Start of Block

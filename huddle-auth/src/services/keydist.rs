//! Server side of org-key distribution.
//!
//! Stores per-member ciphertext wraps and the monotonic key-version counter.
//! The org key itself never appears here in any server-decryptable form;
//! everything cryptographic happens in [`crate::keywrap`] on clients.

use chrono::Utc;
use huddle_core::error::AppError;
use uuid::Uuid;

use crate::keywrap::{decode_public_key, KeyWrapEnvelope};
use crate::models::{Role, WrappedOrgKey};

use super::{AuditAction, AuditLogger, AuthzService, Database};

/// One member's wrap as submitted by a publishing client.
#[derive(Debug)]
pub struct WrapSubmission {
    pub user_id: Uuid,
    pub blob: String,
    pub key_id: String,
}

/// Key distribution broker.
#[derive(Clone)]
pub struct KeyDistService {
    db: Database,
    authz: AuthzService,
    audit: AuditLogger,
}

impl KeyDistService {
    pub fn new(db: Database, authz: AuthzService, audit: AuditLogger) -> Self {
        Self { db, authz, audit }
    }

    /// Register the public half of a device keypair for the caller.
    pub async fn register_device_public_key(
        &self,
        user_id: Uuid,
        public_key_b64: &str,
    ) -> Result<(), AppError> {
        // Syntactic check only; the key never gets used server-side.
        decode_public_key(public_key_b64)
            .map_err(|e| AppError::BadRequest(anyhow::anyhow!("Invalid device key: {e}")))?;

        self.db
            .set_device_public_key(user_id, public_key_b64)
            .await?;
        self.audit.record(
            AuditAction::DeviceKeyRegistered,
            Some(user_id),
            None,
            None,
        );
        Ok(())
    }

    /// Store wraps published by an admin/owner for org members.
    ///
    /// Blobs are validated as parseable envelopes and stored verbatim. When
    /// a `key_version` accompanies the publish, the org's version counter is
    /// advanced to at least that value; it never regresses.
    pub async fn publish_wrapped_keys(
        &self,
        org_id: Uuid,
        caller: Uuid,
        wraps: Vec<WrapSubmission>,
        key_version: Option<i64>,
    ) -> Result<i64, AppError> {
        self.authz.require_role(org_id, caller, Role::Admin).await?;

        if wraps.is_empty() {
            return Err(AppError::BadRequest(anyhow::anyhow!(
                "At least one wrap is required"
            )));
        }

        // The org's counter only ever moves forward; the wraps themselves
        // record the version the client actually wrapped under.
        let org_version = match key_version {
            Some(v) if v > 0 => self.db.advance_key_version(org_id, v).await?,
            Some(v) => {
                return Err(AppError::BadRequest(anyhow::anyhow!(
                    "key_version must be positive, got {v}"
                )))
            }
            None => self.db.current_key_version(org_id).await?.max(1),
        };
        let wrap_version = key_version.unwrap_or(org_version);

        for wrap in &wraps {
            KeyWrapEnvelope::decode(&wrap.blob).map_err(|e| {
                AppError::BadRequest(anyhow::anyhow!(
                    "Invalid wrap for member {}: {e}",
                    wrap.user_id
                ))
            })?;

            if self.db.find_membership(org_id, wrap.user_id).await?.is_none() {
                return Err(AppError::BadRequest(anyhow::anyhow!(
                    "User {} is not a member of this organization",
                    wrap.user_id
                )));
            }
        }

        for wrap in wraps {
            let row = WrappedOrgKey {
                org_id,
                user_id: wrap.user_id,
                blob: wrap.blob,
                key_version: wrap_version,
                key_id: wrap.key_id,
                updated_utc: Utc::now(),
            };
            self.db.upsert_wrapped_key(&row).await?;
        }

        self.audit.record(
            AuditAction::WrapsPublished,
            Some(caller),
            Some(org_id),
            Some(format!("version {org_version}")),
        );
        Ok(org_version)
    }

    /// Fetch the caller's own wrap.
    ///
    /// Returns `None` when the org has not distributed a key to this member
    /// yet, so an org without end-to-end encryption degrades gracefully
    /// instead of erroring.
    pub async fn fetch_wrapped_key(
        &self,
        org_id: Uuid,
        caller: Uuid,
    ) -> Result<(Option<WrappedOrgKey>, i64), AppError> {
        self.authz.require_role(org_id, caller, Role::Viewer).await?;

        let wrap = self.db.find_wrapped_key(org_id, caller).await?;
        let current_version = self.db.current_key_version(org_id).await?;
        Ok((wrap, current_version))
    }

    /// Strictly increment the org's key version.
    ///
    /// Existing wraps are left in place: stale wraps stay valid for old
    /// data until every member is re-wrapped under the new version, so a
    /// failed re-wrap never bricks access mid-rotation. Callers are
    /// expected to immediately re-publish wraps for all members.
    pub async fn rotate_key_version(&self, org_id: Uuid, caller: Uuid) -> Result<i64, AppError> {
        self.authz.require_role(org_id, caller, Role::Admin).await?;

        let version = self.db.rotate_key_version(org_id).await?;
        self.audit.record(
            AuditAction::KeyRotated,
            Some(caller),
            Some(org_id),
            Some(format!("version {version}")),
        );
        Ok(version)
    }
}
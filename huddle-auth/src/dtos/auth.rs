//! Request/response DTOs for registration and session endpoints.

use serde::{Deserialize, Serialize};
use utoipa::ToSchema;
use uuid::Uuid;
use validator::Validate;

use crate::models::{Organization, SanitizedUser};
use crate::services::SessionTokens;

/// Request to register a new user and their organization.
#[derive(Debug, Deserialize, Validate, ToSchema)]
pub struct RegisterRequest {
    #[validate(email)]
    pub email: String,
    #[validate(length(min = 8, max = 128))]
    pub password: String,
    #[validate(length(min = 1, max = 100))]
    pub name: String,
    #[validate(length(min = 1, max = 100))]
    pub org_name: String,
}

/// Response after successful registration.
#[derive(Debug, Serialize, ToSchema)]
pub struct RegisterResponse {
    pub ok: bool,
    pub user: SanitizedUser,
    pub org: Organization,
    pub tokens: SessionTokens,
}

/// Request to login with email and password.
#[derive(Debug, Deserialize, Validate, ToSchema)]
pub struct LoginRequest {
    #[validate(email)]
    pub email: String,
    #[validate(length(min = 1))]
    pub password: String,
}

/// Login outcome: either a full session, or a pending MFA challenge.
#[derive(Debug, Serialize, ToSchema)]
#[serde(untagged)]
pub enum LoginResponse {
    MfaPending {
        ok: bool,
        mfa_pending: bool,
        challenge_id: Uuid,
        expires_in: i64,
    },
    Session(SessionTokens),
}

/// Request carrying a refresh token. Optional in the body because the
/// cookie flow sends it as an http-only cookie instead.
#[derive(Debug, Deserialize, Validate, ToSchema)]
pub struct RefreshRequest {
    pub refresh_token: Option<String>,
}

/// Request to logout (same token resolution as refresh).
#[derive(Debug, Deserialize, Validate, ToSchema)]
pub struct LogoutRequest {
    pub refresh_token: Option<String>,
}

/// Request to change the caller's password.
#[derive(Debug, Deserialize, Validate, ToSchema)]
pub struct ChangePasswordRequest {
    #[validate(length(min = 1))]
    pub current_password: String,
    #[validate(length(min = 8, max = 128))]
    pub new_password: String,
}

/// Current-user response.
#[derive(Debug, Serialize, ToSchema)]
pub struct MeResponse {
    pub ok: bool,
    pub user: SanitizedUser,
}
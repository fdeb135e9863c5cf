//! Recovery code generation and verification.
//!
//! Codes substitute for a TOTP code when the authenticator device is gone.
//! Hashes are Argon2id with a server-side pepper, so a leaked database alone
//! is not enough to forge one.

use anyhow::{Context, Result};
use argon2::{
    password_hash::SaltString, Argon2, PasswordHash, PasswordHasher, PasswordVerifier,
};
use rand::{rngs::OsRng, RngCore};

/// Number of codes issued per batch. Regenerating a batch invalidates every
/// prior code for the user.
pub const RECOVERY_CODE_COUNT: usize = 10;

const RECOVERY_CODE_LEN: usize = 12;
const RECOVERY_CODE_GROUP_SIZE: usize = 4;
// No 0/O/1/I to keep hand-typed codes unambiguous.
const RECOVERY_CODE_ALPHABET: &[u8] = b"ABCDEFGHJKLMNPQRSTUVWXYZ23456789";

/// A freshly generated recovery-code batch (plaintext + hashes).
///
/// The plaintext codes are returned to the user exactly once; only the
/// hashes are retained.
#[derive(Debug)]
pub struct RecoveryCodeBatch {
    pub codes: Vec<String>,
    pub code_hashes: Vec<String>,
}

impl RecoveryCodeBatch {
    pub fn generate(pepper: &[u8]) -> Result<Self> {
        let mut rng = OsRng;
        let mut codes = Vec::with_capacity(RECOVERY_CODE_COUNT);
        let mut code_hashes = Vec::with_capacity(RECOVERY_CODE_COUNT);
        for _ in 0..RECOVERY_CODE_COUNT {
            let code = generate_code(&mut rng)?;
            let hash = hash_recovery_code(&code, pepper)?;
            codes.push(code);
            code_hashes.push(hash);
        }
        Ok(Self { codes, code_hashes })
    }
}

/// Normalize user input: strip separators, uppercase, check the alphabet.
pub fn normalize_recovery_code(input: &str) -> Result<String> {
    let normalized: String = input
        .chars()
        .filter(char::is_ascii_alphanumeric)
        .map(|ch| ch.to_ascii_uppercase())
        .collect();

    if normalized.len() != RECOVERY_CODE_LEN {
        return Err(anyhow::anyhow!("invalid recovery code length"));
    }

    if !normalized
        .as_bytes()
        .iter()
        .all(|ch| RECOVERY_CODE_ALPHABET.contains(ch))
    {
        return Err(anyhow::anyhow!("invalid recovery code characters"));
    }

    Ok(normalized)
}

/// Verify a recovery code against a stored peppered hash.
pub fn verify_recovery_code(code: &str, stored_hash: &str, pepper: &[u8]) -> Result<bool> {
    let normalized = normalize_recovery_code(code)?;
    let parsed = PasswordHash::new(stored_hash)
        .map_err(|_| anyhow::anyhow!("invalid recovery code hash"))?;
    Ok(peppered_argon2(pepper)?
        .verify_password(normalized.as_bytes(), &parsed)
        .is_ok())
}

fn format_recovery_code(normalized: &str) -> Result<String> {
    let mut out = String::with_capacity(RECOVERY_CODE_LEN + 2);
    for (idx, chunk) in normalized
        .as_bytes()
        .chunks(RECOVERY_CODE_GROUP_SIZE)
        .enumerate()
    {
        if idx > 0 {
            out.push('-');
        }
        out.push_str(std::str::from_utf8(chunk).context("invalid recovery code chunk")?);
    }
    Ok(out)
}

fn generate_code<R: RngCore + ?Sized>(rng: &mut R) -> Result<String> {
    let mut raw = [0u8; RECOVERY_CODE_LEN];
    rng.fill_bytes(&mut raw);
    let mut normalized = String::with_capacity(RECOVERY_CODE_LEN);
    for byte in raw {
        let idx = usize::from(byte) % RECOVERY_CODE_ALPHABET.len();
        normalized.push(RECOVERY_CODE_ALPHABET[idx] as char);
    }
    format_recovery_code(&normalized)
}

fn hash_recovery_code(code: &str, pepper: &[u8]) -> Result<String> {
    let normalized = normalize_recovery_code(code)?;
    let salt = SaltString::generate(&mut OsRng);
    let hash = peppered_argon2(pepper)?
        .hash_password(normalized.as_bytes(), &salt)
        .map_err(|_| anyhow::anyhow!("failed to hash recovery code"))?
        .to_string();
    Ok(hash)
}

fn peppered_argon2(pepper: &[u8]) -> Result<Argon2<'_>> {
    Argon2::new_with_secret(
        pepper,
        argon2::Algorithm::Argon2id,
        argon2::Version::V0x13,
        argon2::Params::default(),
    )
    .map_err(|_| anyhow::anyhow!("failed to initialize Argon2id"))
}

#[cfg(test)]
mod tests {
    use super::*;

    #[test]
    fn batch_has_fixed_count_of_formatted_codes() {
        let batch = RecoveryCodeBatch::generate(b"pepper").unwrap();
        assert_eq!(batch.codes.len(), RECOVERY_CODE_COUNT);
        assert_eq!(batch.code_hashes.len(), RECOVERY_CODE_COUNT);
        for code in &batch.codes {
            assert_eq!(code.len(), RECOVERY_CODE_LEN + 2);
            assert_eq!(code.matches('-').count(), 2);
        }
    }

    #[test]
    fn normalize_strips_separators_and_uppercases() {
        let normalized = normalize_recovery_code("abcd-efgh-jklm").unwrap();
        assert_eq!(normalized, "ABCDEFGHJKLM");
    }

    #[test]
    fn normalize_rejects_bad_input() {
        assert!(normalize_recovery_code("too-short").is_err());
        assert!(normalize_recovery_code("ABCD-EFGH-JKL0").is_err()); // 0 not in alphabet
    }

    #[test]
    fn hash_and_verify_round_trip() {
        let pepper = b"pepper";
        let batch = RecoveryCodeBatch::generate(pepper).unwrap();
        let code = &batch.codes[0];
        let hash = &batch.code_hashes[0];
        assert!(verify_recovery_code(code, hash, pepper).unwrap());
        assert!(!verify_recovery_code("ABCD-EFGH-9999", hash, pepper).unwrap());
    }

    #[test]
    fn verify_fails_with_wrong_pepper() {
        let batch = RecoveryCodeBatch::generate(b"pepper").unwrap();
        let code = &batch.codes[0];
        let hash = &batch.code_hashes[0];
        assert!(!verify_recovery_code(code, hash, b"other-pepper").unwrap());
    }
}
pub mod config;
pub mod crypto;
pub mod dtos;
pub mod handlers;
pub mod keywrap;
pub mod middleware;
pub mod models;
pub mod services;
pub mod utils;

use axum::{
    middleware::from_fn_with_state,
    routing::{get, post},
    Router,
};
use std::sync::Arc;
use tower_http::{cors::CorsLayer, trace::TraceLayer};
use utoipa::{
    openapi::security::{HttpAuthScheme, HttpBuilder, SecurityScheme},
    Modify, OpenApi,
};

use crate::config::Config;
use crate::middleware::{action_rate_limit_middleware, ActionLimit};
use crate::services::{
    AuditLogger, AuthService, AuthzService, Database, JwtService, KeyDistService, MfaService,
};
use huddle_core::error::AppError;
use huddle_core::ratelimit::RateCounter;

#[derive(OpenApi)]
#[openapi(
    paths(
        health_check,
        handlers::auth::registration::register,
        handlers::auth::session::login,
        handlers::auth::session::refresh,
        handlers::auth::session::logout,
        handlers::auth::session::logout_all,
        handlers::user::get_me,
        handlers::user::change_password,
        handlers::mfa::setup_totp,
        handlers::mfa::confirm_totp,
        handlers::mfa::verify_during_login,
        handlers::mfa::disable_totp,
        handlers::keys::register_device_key,
        handlers::keys::publish_wrapped_keys,
        handlers::keys::fetch_wrapped_key,
        handlers::keys::rotate_key_version,
        handlers::membership::list_members,
        handlers::membership::update_member_role,
        handlers::membership::remove_member,
    ),
    components(
        schemas(
            dtos::ErrorResponse,
            dtos::MessageResponse,
            dtos::auth::RegisterRequest,
            dtos::auth::RegisterResponse,
            dtos::auth::LoginRequest,
            dtos::auth::LoginResponse,
            dtos::auth::RefreshRequest,
            dtos::auth::LogoutRequest,
            dtos::auth::ChangePasswordRequest,
            dtos::auth::MeResponse,
            dtos::mfa::SetupTotpResponse,
            dtos::mfa::ConfirmTotpRequest,
            dtos::mfa::ConfirmTotpResponse,
            dtos::mfa::MfaVerifyRequest,
            dtos::mfa::DisableTotpRequest,
            dtos::keys::RegisterDeviceKeyRequest,
            dtos::keys::WrapEntry,
            dtos::keys::PublishWrappedKeysRequest,
            dtos::keys::PublishWrappedKeysResponse,
            dtos::keys::FetchWrappedKeyResponse,
            dtos::keys::RotateKeyVersionResponse,
            dtos::membership::UpdateMemberRoleRequest,
            dtos::membership::MembersResponse,
            models::Role,
            models::SanitizedUser,
            models::Organization,
            models::WrappedOrgKey,
            services::SessionTokens,
            services::MemberInfo,
        )
    ),
    modifiers(&SecurityAddon),
    tags(
        (name = "Authentication", description = "Registration, login, and session lifecycle"),
        (name = "MFA", description = "TOTP and recovery-code flows"),
        (name = "Keys", description = "Organization key distribution"),
        (name = "Membership", description = "Roles and membership management"),
        (name = "User", description = "Current-user operations"),
        (name = "Observability", description = "Service health"),
    )
)]
pub struct ApiDoc;

struct SecurityAddon;

impl Modify for SecurityAddon {
    fn modify(&self, openapi: &mut utoipa::openapi::OpenApi) {
        if let Some(components) = openapi.components.as_mut() {
            components.add_security_scheme(
                "bearer_auth",
                SecurityScheme::Http(
                    HttpBuilder::new()
                        .scheme(HttpAuthScheme::Bearer)
                        .bearer_format("JWT")
                        .build(),
                ),
            );
        }
    }
}

#[derive(Clone)]
pub struct AppState {
    pub config: Config,
    pub db: Database,
    pub jwt: JwtService,
    pub auth: AuthService,
    pub mfa: MfaService,
    pub keys: KeyDistService,
    pub authz: AuthzService,
    pub audit: AuditLogger,
    pub rate_counter: Arc<dyn RateCounter>,
}

impl AppState {
    /// Wire the service graph from its leaves up.
    pub fn build(
        config: Config,
        db: Database,
        jwt: JwtService,
        rate_counter: Arc<dyn RateCounter>,
    ) -> Result<Self, AppError> {
        let audit = AuditLogger::new(db.clone());
        let auth = AuthService::new(
            db.clone(),
            jwt.clone(),
            audit.clone(),
            config.mfa.challenge_ttl_minutes,
        )?;
        let mfa = MfaService::new(
            db.clone(),
            audit.clone(),
            config.security.totp_enc_key,
            config.security.recovery_pepper.clone(),
            config.mfa.issuer.clone(),
            config.mfa.challenge_max_attempts,
        );
        let authz = AuthzService::new(db.clone(), audit.clone());
        let keys = KeyDistService::new(db.clone(), authz.clone(), audit.clone());

        Ok(Self {
            config,
            db,
            jwt,
            auth,
            mfa,
            keys,
            authz,
            audit,
            rate_counter,
        })
    }
}

pub fn build_router(state: AppState) -> Result<Router, AppError> {
    let rl = &state.config.rate_limit;

    // Per-action fixed-window limits on the credential endpoints.
    let login_route = Router::new()
        .route("/auth/login", post(handlers::auth::login))
        .layer(from_fn_with_state(
            ActionLimit::new(
                state.rate_counter.clone(),
                "login",
                rl.login_attempts,
                rl.login_window_seconds,
            ),
            action_rate_limit_middleware,
        ));

    let register_route = Router::new()
        .route("/auth/register", post(handlers::auth::register))
        .layer(from_fn_with_state(
            ActionLimit::new(
                state.rate_counter.clone(),
                "register",
                rl.register_attempts,
                rl.register_window_seconds,
            ),
            action_rate_limit_middleware,
        ));

    let mfa_verify_route = Router::new()
        .route("/auth/mfa/verify", post(handlers::mfa::verify_during_login))
        .layer(from_fn_with_state(
            ActionLimit::new(
                state.rate_counter.clone(),
                "mfa_verify",
                rl.mfa_attempts,
                rl.mfa_window_seconds,
            ),
            action_rate_limit_middleware,
        ));

    // Everything behind the authentication gate.
    let protected_routes = Router::new()
        .route("/auth/logout", post(handlers::auth::logout))
        .route("/auth/logout-all", post(handlers::auth::logout_all))
        .route("/auth/me", get(handlers::user::get_me))
        .route("/auth/password", post(handlers::user::change_password))
        .route("/auth/mfa/totp/setup", post(handlers::mfa::setup_totp))
        .route("/auth/mfa/totp/confirm", post(handlers::mfa::confirm_totp))
        .route("/auth/mfa/totp/disable", post(handlers::mfa::disable_totp))
        .route("/keys/device", post(handlers::keys::register_device_key))
        .route(
            "/orgs/:org_id/keys/wraps",
            post(handlers::keys::publish_wrapped_keys),
        )
        .route(
            "/orgs/:org_id/keys/wrap",
            get(handlers::keys::fetch_wrapped_key),
        )
        .route(
            "/orgs/:org_id/keys/rotate",
            post(handlers::keys::rotate_key_version),
        )
        .route(
            "/orgs/:org_id/members",
            get(handlers::membership::list_members),
        )
        .route(
            "/orgs/:org_id/members/:user_id",
            axum::routing::patch(handlers::membership::update_member_role)
                .delete(handlers::membership::remove_member),
        )
        .layer(from_fn_with_state(
            state.clone(),
            middleware::auth_middleware,
        ));

    let app = Router::new()
        .route("/health", get(health_check))
        .route(
            "/.well-known/openapi.json",
            get(|| async { axum::Json(ApiDoc::openapi()) }),
        )
        .route("/auth/refresh", post(handlers::auth::refresh))
        .merge(login_route)
        .merge(register_route)
        .merge(mfa_verify_route)
        .merge(protected_routes)
        .with_state(state.clone())
        .layer(TraceLayer::new_for_http().make_span_with(
            |request: &axum::http::Request<_>| {
                let request_id = request
                    .headers()
                    .get("x-request-id")
                    .and_then(|value| value.to_str().ok())
                    .unwrap_or("-");

                tracing::info_span!(
                    "http_request",
                    request_id = %request_id,
                    method = %request.method(),
                    uri = %request.uri(),
                )
            },
        ))
        .layer(
            CorsLayer::new()
                .allow_origin(
                    state
                        .config
                        .security
                        .allowed_origins
                        .iter()
                        .filter_map(|o| o.parse::<axum::http::HeaderValue>().ok())
                        .collect::<Vec<axum::http::HeaderValue>>(),
                )
                .allow_methods([
                    axum::http::Method::GET,
                    axum::http::Method::POST,
                    axum::http::Method::PATCH,
                    axum::http::Method::DELETE,
                    axum::http::Method::OPTIONS,
                ])
                .allow_headers([
                    axum::http::header::AUTHORIZATION,
                    axum::http::header::CONTENT_TYPE,
                    axum::http::header::HeaderName::from_static("x-csrf-token"),
                ])
                .allow_credentials(true),
        );

    Ok(app)
}

/// Service health check
#[utoipa::path(
    get,
    path = "/health",
    responses(
        (status = 200, description = "Service is healthy"),
        (status = 503, description = "Service is unhealthy")
    ),
    tag = "Observability"
)]
pub async fn health_check(
    axum::extract::State(state): axum::extract::State<AppState>,
) -> Result<axum::Json<serde_json::Value>, AppError> {
    state.db.health_check().await.map_err(|e| {
        tracing::error!(error = %e, "Postgres health check failed");
        e
    })?;

    Ok(axum::Json(serde_json::json!({
        "ok": true,
        "service": state.config.service_name,
        "version": state.config.service_version,
        "checks": {
            "postgres": "up"
        }
    })))
}
//! Server-side credential cryptography: TOTP secret sealing and
//! recovery-code hashing. Key wrapping lives in [`crate::keywrap`].

pub mod recovery;
pub mod totp_seal;

pub use recovery::{normalize_recovery_code, verify_recovery_code, RecoveryCodeBatch};
pub use totp_seal::{open_totp_secret, seal_totp_secret};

End of Block

→ **How to complete this task**
Report the lines above that have the word "RateCounter" in them.

→ **Finished task**
use huddle_core::ratelimit::RateCounter;
    pub rate_counter: Arc<dyn RateCounter>,
        rate_counter: Arc<dyn RateCounter>,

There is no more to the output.